In Bruton, the agreement between a charitable organisation and the local authority granted a licence by the latter to use a block of flats for temporary housing accommodation for homeless persons. No proprietary interest or estate was granted to the charitable organisation. The organisation further entered into an agreement termed as a licence with Bruton who later claimed tenancy rights in the property as a lessee. The House of Lords held in his favour based on the characteristics of tenancy as explained by Lord Templeman in Street v Mountford, which include exclusive possession for a fixed or periodic term in consideration of a premium or periodical payments. In so doing, Lord Hoffman also defined lease or tenancy in terms of a relationship between two parties designated landlord and tenant and not concerned with whether the agreement creates an estate or other proprietary interest. This denies the duality of a lease as creating both contractual as well as proprietary interests and instead emphasises only on the contractual nature of the interest. Lord Hoffman noted that agreement is a lease which creates the proprietary interest and that it is not appropriate to assess whether an agreement is a lease depending on whether such agreement creates a proprietary interest. Clearly, Lord Hoffman diverges from the established understanding of what a lease means in its dual character. Not only that, the House of Lords further goes on to construct a hybrid within a hybrid by saying that lease is part contract and part property. The problem with this approach and why it will likely not provide clarity in future is that the court has decided to allow an agreement with the occupant to create proprietary interest in the property when the owner did not have the power to grant a lease. The agreement was allowed to create a lease without creating property relationship and while binding third parties. When a lease is defined in Law Property Act 1925, Section 52 as a proprietary right, it can be argued that Lord Templeman’s analysis that there is no need for the agreement to create a proprietary right in order for it to be a lease is not in line with the statutory law as well as the established understanding on the law of lease.

Question 3

  1. Mark Pawlowski, and James P. Brown, ‘Bruton: a new species of tenancy’ (2000) 4(6) Landlord and Tenant Law Review 119.

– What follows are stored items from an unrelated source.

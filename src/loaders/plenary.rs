//! Additional text for plenary sessions (keynotes, panels, business
//! meetings). Rows are keyed by a session-title prefix and matched in file
//! order.

use std::path::Path;

use tracing::debug;

use crate::error::{read_input, AgendaError, Result};
use crate::loaders::extra::{csv_error, tsv_reader, Columns};
use crate::models::PlenaryInfo;
use crate::utils::normalize_whitespace;

#[derive(Debug, Clone, Default)]
pub struct PlenaryTable {
    entries: Vec<PlenaryInfo>,
}

impl PlenaryTable {
    pub fn from_file(path: &Path) -> Result<Self> {
        let text = read_input(path)?;
        let table = Self::parse(&text, path)?;
        debug!("Loaded {} plenary entries from {}", table.entries.len(), path.display());
        Ok(table)
    }

    pub fn parse(text: &str, path: &Path) -> Result<Self> {
        let mut reader = tsv_reader(text);
        let columns = Columns::new(reader.headers().map_err(|e| csv_error(path, e))?.iter());
        if !columns.has("session") {
            return Err(AgendaError::parse(path, 1, "missing required column 'session'"));
        }

        let mut entries = Vec::new();
        for result in reader.records() {
            let record = result.map_err(|e| csv_error(path, e))?;
            let prefix = normalize_whitespace(columns.get(&record, "session"));
            if prefix.is_empty() {
                continue;
            }

            entries.push(PlenaryInfo {
                session_prefix: prefix,
                abstract_text: normalize_whitespace(columns.get(&record, "abstract")),
                person: normalize_whitespace(columns.get(&record, "person")),
                person_affiliation: columns.optional(&record, "person_affiliation"),
                person_email: columns.optional(&record, "person_email"),
                pdf_url: columns.optional(&record, "pdf_url"),
                video_url: columns.optional(&record, "video_url"),
            });
        }

        Ok(Self { entries })
    }

    /// First entry whose prefix starts the session title
    pub fn lookup(&self, session_title: &str) -> Option<&PlenaryInfo> {
        self.entries
            .iter()
            .find(|info| session_title.starts_with(&info.session_prefix))
    }
}
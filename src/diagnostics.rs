//! Soft-warning ledger.
//!
//! Warnings never stop a run. They are logged as they happen and counted
//! so the binary can print a summary once both workbooks are written.

use std::collections::BTreeMap;
use std::fmt;

use tracing::warn;

/// Category of a recoverable problem
#[derive(Debug, Clone, Copy, PartialEq, Eq, PartialOrd, Ord, Hash)]
pub enum WarningKind {
    /// Agenda item whose metadata could not be found
    MissingMetadata,
    /// Input record skipped because it was incomplete
    SkippedRecord,
    /// Same speaker credited with different affiliations
    AffiliationConflict,
    /// Registrant excluded because only the name matched a speaker
    NameOnlyMatch,
    /// Start times within a session go backwards
    OutOfOrderTime,
    /// Agenda row without date, times or session title
    MissingRequiredField,
    /// Same registrant listed more than once
    DuplicateRegistrant,
}

impl fmt::Display for WarningKind {
    fn fmt(&self, f: &mut fmt::Formatter<'_>) -> fmt::Result {
        let label = match self {
            WarningKind::MissingMetadata => "missing metadata",
            WarningKind::SkippedRecord => "skipped records",
            WarningKind::AffiliationConflict => "affiliation conflicts",
            WarningKind::NameOnlyMatch => "name-only attendee matches",
            WarningKind::OutOfOrderTime => "out-of-order session times",
            WarningKind::MissingRequiredField => "rows missing required fields",
            WarningKind::DuplicateRegistrant => "duplicate registrants",
        };
        f.write_str(label)
    }
}

#[derive(Debug, Clone, PartialEq, Eq)]
pub struct Warning {
    pub kind: WarningKind,
    pub message: String,
}

#[derive(Debug, Default)]
pub struct Diagnostics {
    warnings: Vec<Warning>,
}

impl Diagnostics {
    pub fn new() -> Self {
        Self::default()
    }

    pub fn warn(&mut self, kind: WarningKind, message: impl Into<String>) {
        let message = message.into();
        warn!("{}", message);
        self.warnings.push(Warning { kind, message });
    }

    pub fn count(&self, kind: WarningKind) -> usize {
        self.warnings.iter().filter(|w| w.kind == kind).count()
    }

    pub fn is_empty(&self) -> bool {
        self.warnings.is_empty()
    }

    pub fn len(&self) -> usize {
        self.warnings.len()
    }

    /// Warning counts per kind, in a stable order.
    pub fn summary(&self) -> BTreeMap<WarningKind, usize> {
        let mut counts = BTreeMap::new();
        for warning in &self.warnings {
            *counts.entry(warning.kind).or_insert(0) += 1;
        }
        counts
    }
}
use crate::utils::{normalize_email, normalize_name};

/// Speaker sheet record, one per normalized name
#[derive(Debug, Clone, PartialEq, Eq)]
pub struct Speaker {
    /// Name as first seen in the agenda
    pub name: String,
    pub email: Option<String>,
    pub affiliation: Option<String>,
}

impl Speaker {
    pub fn email_key(&self) -> Option<String> {
        self.email.as_deref().map(normalize_email).filter(|e| !e.is_empty())
    }
}

/// One row of the registrant spreadsheet
#[derive(Debug, Clone, PartialEq, Eq)]
pub struct Registrant {
    pub name: String,
    pub email: Option<String>,
    pub affiliation: Option<String>,
    pub registration_type: Option<String>,
    /// 1-based row in the source sheet, header included
    pub row: usize,
}

impl Registrant {
    pub fn key(&self) -> String {
        normalize_name(&self.name)
    }

    pub fn email_key(&self) -> Option<String> {
        self.email.as_deref().map(normalize_email).filter(|e| !e.is_empty())
    }
}

/// Attendee sheet record: a registrant who is not a speaker
#[derive(Debug, Clone, PartialEq, Eq)]
pub struct Attendee {
    pub name: String,
    pub email: Option<String>,
    pub affiliation: Option<String>,
    pub registration_type: Option<String>,
}

impl From<&Registrant> for Attendee {
    fn from(r: &Registrant) -> Self {
        Self {
            name: r.name.clone(),
            email: r.email.clone(),
            affiliation: r.affiliation.clone(),
            registration_type: r.registration_type.clone(),
        }
    }
}
//! Order-file ID to anthology ID mapping tables.
//!
//! One mapping per line: `<local-id> <anthology-id>`, or `<local-id> none`
//! for items that only exist in an extra-metadata file.

use std::collections::HashMap;
use std::path::Path;

use tracing::debug;

use crate::error::{AgendaError, Result};

/// Second-column value marking a non-anthology item
pub const NON_ANTHOLOGY_SENTINEL: &str = "none";

/// Where the metadata for a local ID lives
#[derive(Debug, Clone, PartialEq, Eq)]
pub enum MappingTarget {
    Anthology(String),
    ExtraMetadata,
}

#[derive(Debug, Clone, Default)]
pub struct IdentifierMap {
    entries: HashMap<String, MappingTarget>,
}

impl IdentifierMap {
    pub fn from_file(path: &Path) -> Result<Self> {
        let text = std::fs::read_to_string(path).map_err(|e| {
            AgendaError::Config(format!("cannot read mapping file {}: {}", path.display(), e))
        })?;
        let map = Self::parse(&text, path)?;
        debug!("Loaded {} mappings from {}", map.len(), path.display());
        Ok(map)
    }

    pub fn parse(text: &str, path: &Path) -> Result<Self> {
        let mut entries = HashMap::new();

        for (idx, raw) in text.lines().enumerate() {
            let line = raw.trim();
            if line.is_empty() || line.starts_with('#') {
                continue;
            }

            let fields: Vec<&str> = line.split_whitespace().collect();
            let &[local_id, target] = &fields[..] else {
                return Err(AgendaError::Config(format!(
                    "{}:{}: expected '<local-id> <anthology-id|{}>', found {} field(s)",
                    path.display(),
                    idx + 1,
                    NON_ANTHOLOGY_SENTINEL,
                    fields.len()
                )));
            };

            let target = if target.eq_ignore_ascii_case(NON_ANTHOLOGY_SENTINEL) {
                MappingTarget::ExtraMetadata
            } else {
                MappingTarget::Anthology(target.to_string())
            };

            match entries.get(local_id) {
                Some(existing) if *existing != target => {
                    return Err(AgendaError::Config(format!(
                        "{}:{}: local id '{}' is mapped more than once",
                        path.display(),
                        idx + 1,
                        local_id
                    )));
                }
                Some(_) => {}
                None => {
                    entries.insert(local_id.to_string(), target);
                }
            }
        }

        Ok(Self { entries })
    }

    pub fn get(&self, local_id: &str) -> Option<&MappingTarget> {
        self.entries.get(local_id)
    }

    pub fn len(&self) -> usize {
        self.entries.len()
    }

    pub fn is_empty(&self) -> bool {
        self.entries.is_empty()
    }
}
pub mod agenda;
pub mod metadata;
pub mod order;
pub mod person;

pub use agenda::*;
pub use metadata::*;
pub use order::*;
pub use person::*;
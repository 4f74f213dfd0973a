use chrono::{NaiveDate, NaiveTime};

/// Session type as declared with `%type` in an order file
#[derive(Debug, Clone, PartialEq, Eq)]
pub enum SessionType {
    Paper,
    BestPaper,
    Poster,
    Tutorial,
    Plenary,
    Break,
    Other(String),
}

impl SessionType {
    pub fn from_attr(value: &str) -> Self {
        match value.trim().to_lowercase().as_str() {
            "paper" => SessionType::Paper,
            "best_paper" => SessionType::BestPaper,
            "poster" => SessionType::Poster,
            "tutorial" => SessionType::Tutorial,
            "plenary" => SessionType::Plenary,
            "break" => SessionType::Break,
            other => SessionType::Other(other.to_string()),
        }
    }

    /// Sessions whose tracks are computed from their item IDs
    pub fn is_research(&self) -> bool {
        matches!(
            self,
            SessionType::Paper | SessionType::BestPaper | SessionType::Poster
        )
    }
}

/// What an order-file line describes
#[derive(Debug, Clone, Copy, PartialEq, Eq)]
pub enum EntryKind {
    SessionHeader,
    Talk,
    Break,
    Plenary,
}

/// One scheduled line of an order file
#[derive(Debug, Clone, PartialEq)]
pub struct OrderEntry {
    pub kind: EntryKind,
    pub session_type: SessionType,
    /// Item ID for talks; `None` for headers
    pub local_id: Option<String>,
    pub date: NaiveDate,
    pub start: Option<NaiveTime>,
    pub end: Option<NaiveTime>,
    pub room: Option<String>,
    /// Session title for headers, breaks and plenaries
    pub title: Option<String>,
    pub chair: Option<String>,
    /// Session ID from `%id`, shown as a title prefix in the main event
    pub session_id: Option<String>,
    /// 1-based line in the order file
    pub line: usize,
}

/// A session header and its items, in file order
#[derive(Debug, Clone, PartialEq)]
pub struct ScheduledSession {
    pub header: OrderEntry,
    pub items: Vec<OrderEntry>,
}

impl ScheduledSession {
    pub fn title(&self) -> &str {
        self.header.title.as_deref().unwrap_or("")
    }
}

/// Parsed order file for one event
#[derive(Debug, Clone, PartialEq)]
pub struct EventSchedule {
    pub event: String,
    pub sessions: Vec<ScheduledSession>,
}

impl EventSchedule {
    /// Number of items carrying a local ID
    pub fn item_count(&self) -> usize {
        self.sessions
            .iter()
            .flat_map(|s| s.items.iter())
            .filter(|e| e.local_id.is_some())
            .count()
    }
}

  2. Bruton v London & Quadrant Housing Trust [1999] UKHL 26.
  3. Street v Mountford [1985] UKHL 4.
  4. Bruton v London & Quadrant Housing Trust [1999] UKHL 26.

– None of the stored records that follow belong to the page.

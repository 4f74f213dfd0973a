//! Order file parsing.
//!
//! An order file lists an event's agenda chronologically, one construct per
//! line:
//!
//! ```text
//! * Monday, June 3, 2019
//! + 08:00--09:00 Breakfast # %room Exhibit Hall
//! + 09:00--10:00 Keynote 1: Language and Society # %type plenary %room Ballroom
//! = 10:30--12:10 Oral Sessions
//! ! Session 1A: Cognitive # %room Nicollet A %chair Jane Doe %type paper %id 1A
//! 104 10:30--10:48
//! 12-srw 10:48--11:06
//! ! Posters 1 # %type poster %id 1P
//! 230
//! ```
//!
//! Item lines start with a local ID: letters, digits and `-_./`, with at
//! least one digit (`104`, `12-srw`, `T1-tutorial`). Every line must match
//! one of these shapes; anything else is a hard error because a skipped line
//! would silently drop an agenda entry.

use std::collections::HashMap;
use std::path::Path;

use chrono::{NaiveDate, NaiveTime};
use tracing::debug;

use crate::diagnostics::{Diagnostics, WarningKind};
use crate::error::{read_input, AgendaError, Result};
use crate::models::{EntryKind, EventSchedule, OrderEntry, ScheduledSession, SessionType};
use crate::utils::normalize_whitespace;

const DAY_FORMATS: &[&str] = &["%A, %B %d, %Y", "%B %d, %Y", "%Y-%m-%d"];

type TimeRange = (Option<NaiveTime>, Option<NaiveTime>);

/// Header line (`=`, `!`, `+`) after the marker
struct Header {
    times: TimeRange,
    title: String,
    attrs: HashMap<String, String>,
}

struct Parser<'a> {
    event: &'a str,
    path: &'a Path,
    date: Option<NaiveDate>,
    group_times: Option<TimeRange>,
    open: Option<ScheduledSession>,
    sessions: Vec<ScheduledSession>,
}

pub fn load_file(event: &str, path: &Path, diag: &mut Diagnostics) -> Result<EventSchedule> {
    let text = read_input(path)?;
    let schedule = parse(event, &text, path, diag)?;
    debug!(
        "Parsed {} sessions and {} items for {} from {}",
        schedule.sessions.len(),
        schedule.item_count(),
        event,
        path.display()
    );
    Ok(schedule)
}

pub fn parse(event: &str, text: &str, path: &Path, diag: &mut Diagnostics) -> Result<EventSchedule> {
    let mut parser = Parser {
        event,
        path,
        date: None,
        group_times: None,
        open: None,
        sessions: Vec::new(),
    };

    for (idx, raw) in text.lines().enumerate() {
        let line = raw.trim();
        if line.is_empty() || line.starts_with('#') {
            continue;
        }
        parser.line(line, idx + 1, diag)?;
    }
    parser.close(diag);

    Ok(EventSchedule {
        event: event.to_string(),
        sessions: parser.sessions,
    })
}

impl<'a> Parser<'a> {
    fn error(&self, line: usize, message: impl Into<String>) -> AgendaError {
        AgendaError::parse(self.path, line, message)
    }

    fn line(&mut self, text: &str, line: usize, diag: &mut Diagnostics) -> Result<()> {
        let (marker, rest) = text.split_at(text.chars().next().map_or(0, char::len_utf8));

        if marker == "*" {
            let date = parse_day(rest.trim()).ok_or_else(|| {
                self.error(line, format!("unrecognized day '{}'", rest.trim()))
            })?;
            self.close(diag);
            self.group_times = None;
            self.date = Some(date);
            return Ok(());
        }

        let Some(date) = self.date else {
            return Err(self.error(line, "entry before the first day marker"));
        };

        match marker {
            "=" => {
                let header = self.header(rest, line)?;
                self.close(diag);
                self.group_times = Some(header.times);
            }
            "!" => {
                let header = self.header(rest, line)?;
                self.close(diag);
                let mut entry = self.header_entry(header, date, line, SessionType::Paper);
                if entry.start.is_none() && entry.end.is_none() {
                    if let Some((start, end)) = self.group_times {
                        entry.start = start;
                        entry.end = end;
                    }
                }
                self.open = Some(ScheduledSession {
                    header: entry,
                    items: Vec::new(),
                });
            }
            "+" => {
                let header = self.header(rest, line)?;
                self.close(diag);
                self.group_times = None;
                let entry = self.header_entry(header, date, line, SessionType::Break);
                self.sessions.push(ScheduledSession {
                    header: entry,
                    items: Vec::new(),
                });
            }
            _ => self.item(text, date, line)?,
        }
        Ok(())
    }

    fn header(&self, rest: &str, line: usize) -> Result<Header> {
        let (main, attrs) = match rest.split_once('#') {
            Some((main, attrs)) => (main, parse_attrs(attrs)),
            None => (rest, HashMap::new()),
        };
        let main = main.trim();

        let (times, title) = match main.split_once(char::is_whitespace) {
            Some((first, remainder)) if first.contains("--") => (
                parse_time_range(first)
                    .ok_or_else(|| self.error(line, format!("invalid time range '{}'", first)))?,
                remainder,
            ),
            _ if main.contains("--") && !main.contains(' ') => {
                return Err(self.error(line, "session without a title"));
            }
            _ => ((None, None), main),
        };

        let title = normalize_whitespace(title);
        if title.is_empty() {
            return Err(self.error(line, "session without a title"));
        }

        Ok(Header {
            times,
            title,
            attrs,
        })
    }

    fn header_entry(
        &self,
        header: Header,
        date: NaiveDate,
        line: usize,
        default_type: SessionType,
    ) -> OrderEntry {
        let session_type = header
            .attrs
            .get("type")
            .map(|t| SessionType::from_attr(t))
            .unwrap_or(default_type);
        let kind = match session_type {
            SessionType::Plenary => EntryKind::Plenary,
            SessionType::Break => EntryKind::Break,
            _ => EntryKind::SessionHeader,
        };

        OrderEntry {
            kind,
            session_type,
            local_id: None,
            date,
            start: header.times.0,
            end: header.times.1,
            room: header.attrs.get("room").cloned(),
            title: Some(header.title),
            chair: header
                .attrs
                .get("chair")
                .or_else(|| header.attrs.get("chair1"))
                .cloned(),
            session_id: header.attrs.get("id").cloned(),
            line,
        }
    }

    fn item(&mut self, text: &str, date: NaiveDate, line: usize) -> Result<()> {
        let (main, attrs) = match text.split_once('#') {
            Some((main, attrs)) => (main, parse_attrs(attrs)),
            None => (text, HashMap::new()),
        };

        let mut tokens = main.split_whitespace();
        let id = tokens.next().unwrap_or("");
        if !is_local_id(id) {
            return Err(self.error(line, format!("unrecognized line '{}'", text)));
        }

        let times = match tokens.next() {
            Some(range) => parse_time_range(range)
                .ok_or_else(|| self.error(line, format!("unrecognized line '{}'", text)))?,
            None => (None, None),
        };
        if tokens.next().is_some() {
            return Err(self.error(line, format!("unrecognized line '{}'", text)));
        }

        let (event, path) = (self.event, self.path);
        let Some(session) = self.open.as_mut() else {
            return Err(AgendaError::parse(
                path,
                line,
                format!("item '{}' of event '{}' is not inside a session", id, event),
            ));
        };

        session.items.push(OrderEntry {
            kind: EntryKind::Talk,
            session_type: session.header.session_type.clone(),
            local_id: Some(id.to_string()),
            date,
            start: times.0,
            end: times.1,
            room: attrs
                .get("room")
                .cloned()
                .or_else(|| session.header.room.clone()),
            title: None,
            chair: None,
            session_id: None,
            line,
        });
        Ok(())
    }

    /// Finish the open session: fill in times the app needs and check order.
    fn close(&mut self, diag: &mut Diagnostics) {
        let Some(mut session) = self.open.take() else {
            return;
        };

        let header = &mut session.header;
        if header.start.is_none() && header.end.is_none() {
            match header.session_type {
                SessionType::Tutorial => {
                    if let Some(first) = session.items.first() {
                        header.start = first.start;
                        header.end = first.end;
                    }
                }
                SessionType::Paper | SessionType::BestPaper => {
                    if let (Some(first), Some(last)) = (session.items.first(), session.items.last())
                    {
                        header.start = first.start;
                        header.end = last.end;
                    }
                }
                _ => {}
            }
        }

        if matches!(
            header.session_type,
            SessionType::Poster | SessionType::Tutorial
        ) {
            for item in &mut session.items {
                item.start = header.start;
                item.end = header.end;
            }
        }

        let mut previous: Option<(NaiveTime, usize)> = None;
        for item in &session.items {
            let Some(start) = item.start else { continue };
            if let Some((prev_start, prev_line)) = previous {
                if start < prev_start {
                    diag.warn(
                        WarningKind::OutOfOrderTime,
                        format!(
                            "{}:{}: item starts at {} but the item on line {} starts at {} (session '{}')",
                            self.path.display(),
                            item.line,
                            start.format("%H:%M"),
                            prev_line,
                            prev_start.format("%H:%M"),
                            session.title()
                        ),
                    );
                }
            }
            previous = Some((start, item.line));
        }

        self.sessions.push(session);
    }
}

fn parse_day(text: &str) -> Option<NaiveDate> {
    DAY_FORMATS
        .iter()
        .find_map(|fmt| NaiveDate::parse_from_str(text, fmt).ok())
}

/// `HH:MM--HH:MM`
fn parse_time_range(text: &str) -> Option<TimeRange> {
    let (start, end) = text.split_once("--")?;
    let start = NaiveTime::parse_from_str(start.trim(), "%H:%M").ok()?;
    let end = NaiveTime::parse_from_str(end.trim(), "%H:%M").ok()?;
    Some((Some(start), Some(end)))
}

/// `%room Nicollet A %chair Jane Doe` → {room: "Nicollet A", chair: "Jane Doe"}
fn parse_attrs(text: &str) -> HashMap<String, String> {
    text.split('%')
        .skip(1)
        .filter_map(|segment| {
            let segment = segment.trim();
            let (key, value) = segment
                .split_once(char::is_whitespace)
                .unwrap_or((segment, ""));
            let key = key.to_lowercase();
            (!key.is_empty()).then(|| (key, normalize_whitespace(value)))
        })
        .collect()
}

fn is_local_id(token: &str) -> bool {
    token.chars().any(|c| c.is_ascii_digit())
        && token
            .chars()
            .all(|c| c.is_ascii_alphanumeric() || matches!(c, '-' | '_' | '.' | '/'))
}
//! Layered metadata lookups.
//!
//! Anthology records are keyed by anthology ID, extra-metadata records by
//! `(event, local ID)`. Records rejected during loading are remembered so
//! that an order file referencing one fails loudly instead of producing a
//! blank agenda entry.

use std::collections::HashMap;
use std::path::{Path, PathBuf};

use tracing::info;

use crate::diagnostics::Diagnostics;
use crate::error::{AgendaError, Result};
use crate::loaders::mapping::{IdentifierMap, MappingTarget};
use crate::loaders::{anthology, extra};
use crate::models::ItemMetadata;

/// Input record that was dropped while loading
#[derive(Debug, Clone, PartialEq, Eq)]
pub struct RejectedRecord {
    pub path: PathBuf,
    pub line: usize,
    pub reason: String,
}

/// Outcome of looking up an agenda item
#[derive(Debug, Clone, Copy, PartialEq)]
pub enum ResolvedMetadata<'a> {
    AnthologySourced {
        anthology_id: &'a str,
        metadata: &'a ItemMetadata,
    },
    ExtraMetadataSourced(&'a ItemMetadata),
    Unresolved,
}

impl<'a> ResolvedMetadata<'a> {
    pub fn metadata(&self) -> Option<&'a ItemMetadata> {
        match *self {
            ResolvedMetadata::AnthologySourced { metadata, .. } => Some(metadata),
            ResolvedMetadata::ExtraMetadataSourced(metadata) => Some(metadata),
            ResolvedMetadata::Unresolved => None,
        }
    }
}

#[derive(Debug, Default)]
pub struct MetadataStore {
    anthology: HashMap<String, ItemMetadata>,
    extra: HashMap<(String, String), ItemMetadata>,
    rejected_anthology: HashMap<String, RejectedRecord>,
    rejected_extra: HashMap<(String, String), RejectedRecord>,
}

impl MetadataStore {
    /// Load every anthology XML file and every event's extra-metadata TSV.
    pub fn from_files<'p>(
        xml_files: &[PathBuf],
        extra_files: impl IntoIterator<Item = (&'p str, &'p Path)>,
        diag: &mut Diagnostics,
    ) -> Result<Self> {
        let mut store = Self::default();

        for path in xml_files {
            anthology::load_file(path, &mut store, diag)?;
        }
        for (event, path) in extra_files {
            extra::load_file(event, path, &mut store, diag)?;
        }

        info!(
            "Loaded metadata: {} anthology records, {} extra records",
            store.anthology.len(),
            store.extra.len()
        );
        Ok(store)
    }

    pub fn insert_anthology(&mut self, id: String, metadata: ItemMetadata) {
        self.rejected_anthology.remove(&id);
        self.anthology.insert(id, metadata);
    }

    pub fn insert_extra(&mut self, event: &str, local_id: String, metadata: ItemMetadata) {
        let key = (event.to_string(), local_id);
        self.rejected_extra.remove(&key);
        self.extra.insert(key, metadata);
    }

    pub fn reject_anthology(&mut self, id: String, record: RejectedRecord) {
        if !self.anthology.contains_key(&id) {
            self.rejected_anthology.insert(id, record);
        }
    }

    pub fn reject_extra(&mut self, event: &str, local_id: String, record: RejectedRecord) {
        let key = (event.to_string(), local_id);
        if !self.extra.contains_key(&key) {
            self.rejected_extra.insert(key, record);
        }
    }

    pub fn anthology(&self, id: &str) -> Option<&ItemMetadata> {
        self.anthology.get(id)
    }

    pub fn extra(&self, event: &str, local_id: &str) -> Option<&ItemMetadata> {
        self.extra.get(&(event.to_string(), local_id.to_string()))
    }

    pub fn rejected_anthology(&self, id: &str) -> Option<&RejectedRecord> {
        self.rejected_anthology.get(id)
    }

    pub fn rejected_extra(&self, event: &str, local_id: &str) -> Option<&RejectedRecord> {
        self.rejected_extra
            .get(&(event.to_string(), local_id.to_string()))
    }

    /// Resolve an order-file ID through the event's mapping.
    ///
    /// Anthology-mapped IDs fall back to the extra lookup when the anthology
    /// has no record. Referencing a rejected record is a hard error.
    pub fn resolve<'a>(
        &'a self,
        event: &str,
        local_id: &str,
        mapping: &'a IdentifierMap,
    ) -> Result<ResolvedMetadata<'a>> {
        if let Some(MappingTarget::Anthology(anthology_id)) = mapping.get(local_id) {
            if let Some(metadata) = self.anthology.get(anthology_id) {
                return Ok(ResolvedMetadata::AnthologySourced {
                    anthology_id,
                    metadata,
                });
            }
            if let Some(rejected) = self.rejected_anthology.get(anthology_id) {
                return Err(rejected_error(event, local_id, rejected));
            }
        }

        if let Some(metadata) = self.extra(event, local_id) {
            return Ok(ResolvedMetadata::ExtraMetadataSourced(metadata));
        }
        if let Some(rejected) = self.rejected_extra(event, local_id) {
            return Err(rejected_error(event, local_id, rejected));
        }

        Ok(ResolvedMetadata::Unresolved)
    }
}

fn rejected_error(event: &str, local_id: &str, rejected: &RejectedRecord) -> AgendaError {
    AgendaError::parse(
        &rejected.path,
        rejected.line,
        format!(
            "item '{}' of event '{}' is on the agenda but its record was rejected: {}",
            local_id, event, rejected.reason
        ),
    )
}

#[cfg(test)]
mod tests {
    use super::*;

    fn item(title: &str) -> ItemMetadata {
        ItemMetadata {
            title: title.to_string(),
            ..Default::default()
        }
    }

    fn mapping(text: &str) -> IdentifierMap {
        IdentifierMap::parse(text, Path::new("map.tsv")).unwrap()
    }

    #[test]
    fn test_resolve_anthology_then_extra() {
        let mut store = MetadataStore::default();
        store.insert_anthology("N19-1001".into(), item("From anthology"));
        store.insert_extra("main", "2".into(), item("From extra"));
        store.insert_extra("main", "3".into(), item("Fallback"));
        let map = mapping("1 N19-1001\n2 none\n3 N19-9999\n4 none\n");

        match store.resolve("main", "1", &map).unwrap() {
            ResolvedMetadata::AnthologySourced { anthology_id, metadata } => {
                assert_eq!(anthology_id, "N19-1001");
                assert_eq!(metadata.title, "From anthology");
            }
            other => panic!("unexpected resolution: {:?}", other),
        }
        assert_eq!(
            store.resolve("main", "2", &map).unwrap(),
            ResolvedMetadata::ExtraMetadataSourced(&item("From extra"))
        );
        assert_eq!(
            store.resolve("main", "3", &map).unwrap().metadata().map(|m| m.title.as_str()),
            Some("Fallback")
        );
        assert_eq!(
            store.resolve("main", "4", &map).unwrap(),
            ResolvedMetadata::Unresolved
        );
        // extra lookups are scoped to the event
        assert_eq!(
            store.resolve("BEA", "2", &map).unwrap(),
            ResolvedMetadata::Unresolved
        );
    }

    #[test]
    fn test_resolving_rejected_record_is_parse_error() {
        let mut store = MetadataStore::default();
        store.reject_anthology(
            "N19-1002".into(),
            RejectedRecord {
                path: PathBuf::from("N19.xml"),
                line: 40,
                reason: "record has no title".into(),
            },
        );
        let map = mapping("5 N19-1002\n");

        let err = store.resolve("main", "5", &map).unwrap_err();
        assert!(matches!(err, AgendaError::Parse { line: 40, .. }));
    }

    #[test]
    fn test_later_record_clears_rejection() {
        let mut store = MetadataStore::default();
        store.reject_extra(
            "BEA",
            "9".into(),
            RejectedRecord {
                path: PathBuf::from("bea.tsv"),
                line: 3,
                reason: "empty title".into(),
            },
        );
        store.insert_extra("BEA", "9".into(), item("Fixed in a later row"));
        assert!(store.rejected_extra("BEA", "9").is_none());
    }
}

  5. Edward Burn and Ronald Harling Maudsley, Maudsley and Burn's Land Law: Cases and Materials (OUP 2009)
  6. Ibid.
  7. Ibid.
  8. The Protection from Eviction Act 1977 was enacted to add to the common law protections that are given to the tenant against their unlawful eviction and harassment in connection with the property. The law does not allow the landlord to evict the tenant the property without the order of the court. Under Section 3, tenant is protected against forceful eviction without a court order. Section 5 provides that tenants (both lease or a licence), are required to be given four weeks’ notice of eviction. Unlawful eviction of persons from the properties is an offence under Section 1(2) of the Act. Furthermore, Housing Act 1988, Section 27 allows damages for unlawful eviction.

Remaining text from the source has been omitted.